The other issue is efficiency if you want f to behave the same way even
when the instance Eq (Maybe String) is not visible at f's definition.
It would mean that every overloaded function must be extended to
directly receive all dictionaries it needs. This can give not only
very many, but even an infinite number of dictionaries needed (with
polymorphic recursion). I cannot imagine a sensible implementation
of the function:
    h :: Eq a => a -> a -> Int
    h x y = if x == y then 0 else 1 + h [x] [y]
which would make h "1" "2" return 7 if in some other module there is:
    instance Eq [[[[[[[String]]]]]]] where
        x == y = length x == length y

> Let us put some concrete example.
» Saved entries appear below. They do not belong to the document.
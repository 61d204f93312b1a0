use crate::core::BodyHandle;
use crate::math::Vec2;

use std::collections::VecDeque;

/// Types of collision events
#[derive(Debug, Clone, Copy, PartialEq, Eq)]
pub enum CollisionEventType {
    /// Fixtures have just started touching
    Begin,

    /// Fixtures are still touching (persisting contact)
    Persist,

    /// Fixtures have just stopped touching
    End,
}

/// A collision event between two bodies
#[derive(Debug, Clone)]
pub struct CollisionEvent {
    /// The type of collision event
    pub event_type: CollisionEventType,

    /// The first body in the collision
    pub body_a: BodyHandle,

    /// The second body in the collision
    pub body_b: BodyHandle,

    /// Contact normal from body A to body B (zero for `End` events)
    pub normal: Vec2,

    /// Whether both fixtures are hard (false for sensor touches)
    pub hard: bool,
}

/// Types of body events
#[derive(Debug, Clone, Copy, PartialEq, Eq)]
pub enum BodyEventType {
    /// A body has been added to the world
    Added,

    /// A body has been removed from the world
    Removed,

    /// A body has gone to sleep
    Sleep,

    /// A body has been awakened
    Awake,

    /// A body's position changed during the solve; the embedding layer uses
    /// this for reparenting on grid transitions
    Moved,
}

/// An event related to a single body
#[derive(Debug, Clone)]
pub struct BodyEvent {
    /// The type of body event
    pub event_type: BodyEventType,

    /// The body that the event refers to
    pub body: BodyHandle,
}

/// A queue of physics events, drained by the caller after each step
#[derive(Debug, Default)]
pub struct EventQueue {
    collision_events: VecDeque<CollisionEvent>,
    body_events: VecDeque<BodyEvent>,
}

impl EventQueue {
    /// Creates a new empty event queue
    pub fn new() -> Self {
        Self::default()
    }

    /// Adds a collision event to the queue
    pub fn add_collision_event(&mut self, event: CollisionEvent) {
        self.collision_events.push_back(event);
    }

    /// Adds a body event to the queue
    pub fn add_body_event(&mut self, event: BodyEvent) {
        self.body_events.push_back(event);
    }

    /// Gets the next collision event from the queue
    pub fn next_collision_event(&mut self) -> Option<CollisionEvent> {
        self.collision_events.pop_front()
    }

    /// Gets the next body event from the queue
    pub fn next_body_event(&mut self) -> Option<BodyEvent> {
        self.body_events.pop_front()
    }

    /// Returns an iterator over the queued collision events
    pub fn collision_events(&self) -> impl Iterator<Item = &CollisionEvent> {
        self.collision_events.iter()
    }

    /// Returns an iterator over the queued body events
    pub fn body_events(&self) -> impl Iterator<Item = &BodyEvent> {
        self.body_events.iter()
    }

    /// Returns whether the queue is empty
    pub fn is_empty(&self) -> bool {
        self.collision_events.is_empty() && self.body_events.is_empty()
    }

    /// Clears all events from the queue
    pub fn clear(&mut self) {
        self.collision_events.clear();
        self.body_events.clear();
    }

    /// Gets all body events of a specific type
    pub fn body_events_of_type(&self, event_type: BodyEventType) -> Vec<&BodyEvent> {
        self.body_events
            .iter()
            .filter(|e| e.event_type == event_type)
            .collect()
    }

    /// Gets all collision events involving a specific body
    pub fn collision_events_for_body(&self, body: BodyHandle) -> Vec<&CollisionEvent> {
        self.collision_events
            .iter()
            .filter(|e| e.body_a == body || e.body_b == body)
            .collect()
    }
}
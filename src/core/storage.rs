use crate::error::PhysicsError;
use crate::Result;

use std::collections::HashMap;

/// A copyable identifier handing out access to an item in a [`Storage`]
pub trait Handle: Copy + Eq + Ord + std::hash::Hash + std::fmt::Debug {
    /// Builds a handle from its raw id
    fn from_raw(raw: u32) -> Self;

    /// Returns the raw id
    fn raw(&self) -> u32;
}

/// Handle-keyed storage for physics objects.
///
/// Handles start at 1 so a raw id of 0 can represent "invalid". Iteration
/// through [`Storage::handles`] is in ascending handle order, which keeps
/// every per-tick pass deterministic.
pub struct Storage<T, H: Handle> {
    items: HashMap<H, T>,
    next_id: u32,
}

impl<T, H: Handle> Storage<T, H> {
    /// Creates a new empty storage
    pub fn new() -> Self {
        Self {
            items: HashMap::new(),
            next_id: 1,
        }
    }

    /// Adds an item to the storage and returns its handle
    pub fn add(&mut self, item: T) -> H {
        let handle = H::from_raw(self.next_id);
        self.next_id += 1;
        self.items.insert(handle, item);
        handle
    }

    /// Gets a reference to an item by its handle
    pub fn get(&self, handle: H) -> Option<&T> {
        self.items.get(&handle)
    }

    /// Gets a mutable reference to an item by its handle
    pub fn get_mut(&mut self, handle: H) -> Option<&mut T> {
        self.items.get_mut(&handle)
    }

    /// Gets an item by its handle, returning an error if not found
    pub fn get_or_err(&self, handle: H) -> Result<&T> {
        self.get(handle)
            .ok_or_else(|| PhysicsError::ResourceNotFound(format!("{:?} not found", handle)))
    }

    /// Gets a mutable item by its handle, returning an error if not found
    pub fn get_mut_or_err(&mut self, handle: H) -> Result<&mut T> {
        self.get_mut(handle)
            .ok_or_else(|| PhysicsError::ResourceNotFound(format!("{:?} not found", handle)))
    }

    /// Returns whether the storage holds an item for the handle
    pub fn contains(&self, handle: H) -> bool {
        self.items.contains_key(&handle)
    }

    /// Removes an item from the storage
    pub fn remove(&mut self, handle: H) -> Option<T> {
        self.items.remove(&handle)
    }

    /// Returns the number of items in the storage
    pub fn len(&self) -> usize {
        self.items.len()
    }

    /// Returns whether the storage is empty
    pub fn is_empty(&self) -> bool {
        self.items.is_empty()
    }

    /// Clears all items from the storage
    pub fn clear(&mut self) {
        self.items.clear();
    }

    /// Returns all handles in ascending order
    pub fn handles(&self) -> Vec<H> {
        let mut handles: Vec<H> = self.items.keys().copied().collect();
        handles.sort();
        handles
    }

    /// Returns an iterator over all items, in no particular order
    pub fn iter(&self) -> impl Iterator<Item = (H, &T)> {
        self.items.iter().map(|(h, item)| (*h, item))
    }

    /// Returns a mutable iterator over all items, in no particular order
    pub fn iter_mut(&mut self) -> impl Iterator<Item = (H, &mut T)> {
        self.items.iter_mut().map(|(h, item)| (*h, item))
    }
}

impl<T, H: Handle> Default for Storage<T, H> {
    fn default() -> Self {
        Self::new()
    }
}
Suppose the module  G  contains
>   g :: Eq a => ([a] -> [a]) -> [[a]] -> Int
>   g            h               (xs:_) =
>                                     let ... <something complex>
>                                         l = length $ h xs
>                                                      ----
>                                         ys = ...<something complex>
>                                     in  l+(length ys)
> g  is compiled straightforward.

So it passes just the Eq a dictionary to h.
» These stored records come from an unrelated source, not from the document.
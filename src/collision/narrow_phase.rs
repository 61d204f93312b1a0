use crate::collision::{Manifold, ManifoldPoint};
use crate::math::{Transform2, Vec2};
use crate::shapes::{Circle, Shape};

/// Trait for narrow-phase shape tests.
///
/// Given two shapes and their world transforms, produce the manifold if the
/// shapes actually touch. Shape geometry beyond what an implementation can
/// downcast to is simply "not touching".
pub trait NarrowPhase: Send {
    /// Tests two shapes for contact, returning the manifold when they touch
    fn collide(
        &self,
        shape_a: &dyn Shape,
        transform_a: &Transform2,
        shape_b: &dyn Shape,
        transform_b: &Transform2,
    ) -> Option<Manifold>;
}

/// Narrow phase handling circle-circle contacts only.
///
/// Enough to run the engine and its tests; richer shape support plugs in
/// through the [`NarrowPhase`] trait.
pub struct CircleNarrowPhase;

impl CircleNarrowPhase {
    /// Creates a new circle narrow phase
    pub fn new() -> Self {
        Self
    }
}

impl Default for CircleNarrowPhase {
    fn default() -> Self {
        Self::new()
    }
}

impl NarrowPhase for CircleNarrowPhase {
    fn collide(
        &self,
        shape_a: &dyn Shape,
        transform_a: &Transform2,
        shape_b: &dyn Shape,
        transform_b: &Transform2,
    ) -> Option<Manifold> {
        let circle_a = shape_a.as_any().downcast_ref::<Circle>()?;
        let circle_b = shape_b.as_any().downcast_ref::<Circle>()?;

        let delta = transform_b.position - transform_a.position;
        let distance_sq = delta.norm_squared();
        let radius_sum = circle_a.radius + circle_b.radius;

        if distance_sq >= radius_sum * radius_sum {
            return None;
        }

        let distance = distance_sq.sqrt();
        // Concentric circles have no meaningful direction; pick one.
        let normal = if distance > f32::EPSILON {
            delta / distance
        } else {
            Vec2::new(1.0, 0.0)
        };

        let mut manifold = Manifold::new(normal);
        let point = transform_a.position + normal * circle_a.radius;
        manifold.add_point(ManifoldPoint::new(point, radius_sum - distance));

        Some(manifold)
    }
}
> Suppose other module  F  contains  f  and the  Eq  instances
> discussed above.
> And the third module  E  imports  F, G  and exports the 
> expressions                      g1 = g f [[1,2],[3]]
>                                  g2 = g f [[Just "ab",Just "c"], []]
> So,  g1  leads to  f [1,2],
> g2  leads to       f [Just "ab",Just "c"]

Exactly.

> - this can be discovered by scanning all the function bodies in the
> modules F,G,E.

Ugh. It requires such global analysis that I believe is impossible
to implement (either efficiently or at all).
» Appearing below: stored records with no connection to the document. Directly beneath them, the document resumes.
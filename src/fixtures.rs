use crate::core::BodyHandle;
use crate::math::Aabb;
use crate::shapes::Shape;

use bitflags::bitflags;
use std::sync::Arc;

bitflags! {
    /// A bit mask selecting which collision layers a fixture occupies or scans
    #[derive(Debug, Default, Clone, Copy, PartialEq, Eq)]
    pub struct CollisionLayer: u32 {
        /// Default layer (collides with everything)
        const DEFAULT = 0x0001;

        /// Static world geometry
        const STATIC = 0x0002;

        /// Mobile objects
        const MOBILE = 0x0004;

        /// Sensors and trigger volumes
        const SENSOR = 0x0008;

        /// Projectiles
        const PROJECTILE = 0x0010;
    }
}

/// Surface properties used when two fixtures collide
#[derive(Debug, Clone, Copy)]
pub struct Material {
    /// Coefficient of friction, 0-1
    pub friction: f32,

    /// Coefficient of restitution (bounciness), 0-1
    pub restitution: f32,
}

impl Material {
    /// Creates a new material with the specified properties
    pub fn new(friction: f32, restitution: f32) -> Self {
        Self {
            friction,
            restitution,
        }
    }
}

impl Default for Material {
    fn default() -> Self {
        Self {
            friction: 0.4,
            restitution: 0.0,
        }
    }
}

/// Identifier of a fixture's entry in the broadphase
pub type ProxyId = u32;

/// A fixture's registration with the broadphase: the proxy id plus the
/// cached world AABB computed when proxies were last refreshed.
#[derive(Debug, Clone, Copy)]
pub struct FixtureProxy {
    /// The broadphase proxy id
    pub proxy_id: ProxyId,

    /// The fixture's world AABB at last refresh
    pub aabb: Aabb,
}

/// A collision shape attached to a body, with filtering and material data
pub struct Fixture {
    /// The body this fixture is attached to
    pub(crate) body: BodyHandle,

    /// The collision shape
    pub shape: Arc<dyn Shape>,

    /// If false, the fixture is a sensor: it reports touches but produces
    /// no impulse response and never couples islands
    pub hard: bool,

    /// The layers this fixture occupies
    pub layer: CollisionLayer,

    /// The layers this fixture collides with
    pub mask: CollisionLayer,

    /// Surface properties
    pub material: Material,

    /// Broadphase registration, populated once the fixture is added to a world
    pub(crate) proxy: Option<FixtureProxy>,
}

impl Fixture {
    /// Creates a new hard fixture with default filtering
    pub fn new(shape: Arc<dyn Shape>) -> Self {
        Self {
            body: BodyHandle::invalid(),
            shape,
            hard: true,
            layer: CollisionLayer::DEFAULT,
            mask: CollisionLayer::all(),
            material: Material::default(),
            proxy: None,
        }
    }

    /// Creates a new sensor fixture: touch events, no impulse response
    pub fn new_sensor(shape: Arc<dyn Shape>) -> Self {
        let mut fixture = Self::new(shape);
        fixture.hard = false;
        fixture.layer = CollisionLayer::SENSOR;
        fixture
    }

    /// Returns the body this fixture is attached to
    pub fn body(&self) -> BodyHandle {
        self.body
    }

    /// Returns whether this fixture's filter intersects another's
    pub fn should_collide(&self, other: &Fixture) -> bool {
        self.mask.intersects(other.layer) && other.mask.intersects(self.layer)
    }

    /// Returns the broadphase proxy, if registered
    pub fn proxy(&self) -> Option<&FixtureProxy> {
        self.proxy.as_ref()
    }
}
What if g itself is passed to another higher order function, which
in turn applies it to f? Or not to f, but to a lambda which uses f
in a complicated way and happens to sometimes apply f to the lambda's
own argument? The possibilities are extremely wide.

What if all this goes through some extensions that will make
investigations about what is applied to what yet more impossible:
a global variable (made using unsafePerformIO) or a foreign function
written in C?

Sorry, you can't statically check which function can ever receive
which arguments, even if permitting false positives. Values can be
built at runtime, functions too, instances too.

The type system is to extract the information that can be statically
determined. When a type no longer describes exactly how a value can
be used, more things must be determined at runtime.

> I think so far of the following alternatives, listed
> "preferable first".
> 
> (1) Extend the interface format for each exported function with 
>     the "skeleton".

It does not help even if the complete definition of g was put in
the interface. IMHO higher order functions are enough to make it
undecidable among a single module.

> (2) Run-time resolution.
> Provide  f  in  g1,g2  with both dictionary values for  eqMb  
> and choose the one of the most special instance at the run-time.
> It this hard to implement?

I don't know, but it would mean that all parts of the program, even
those that won't ever be called with types that depend on overlapping
instances, must use runtime instance resolution. I certainly don't
want to pay for overlapping instances when I don't use them. Haskell
is already not too fast, because of e.g. laziness.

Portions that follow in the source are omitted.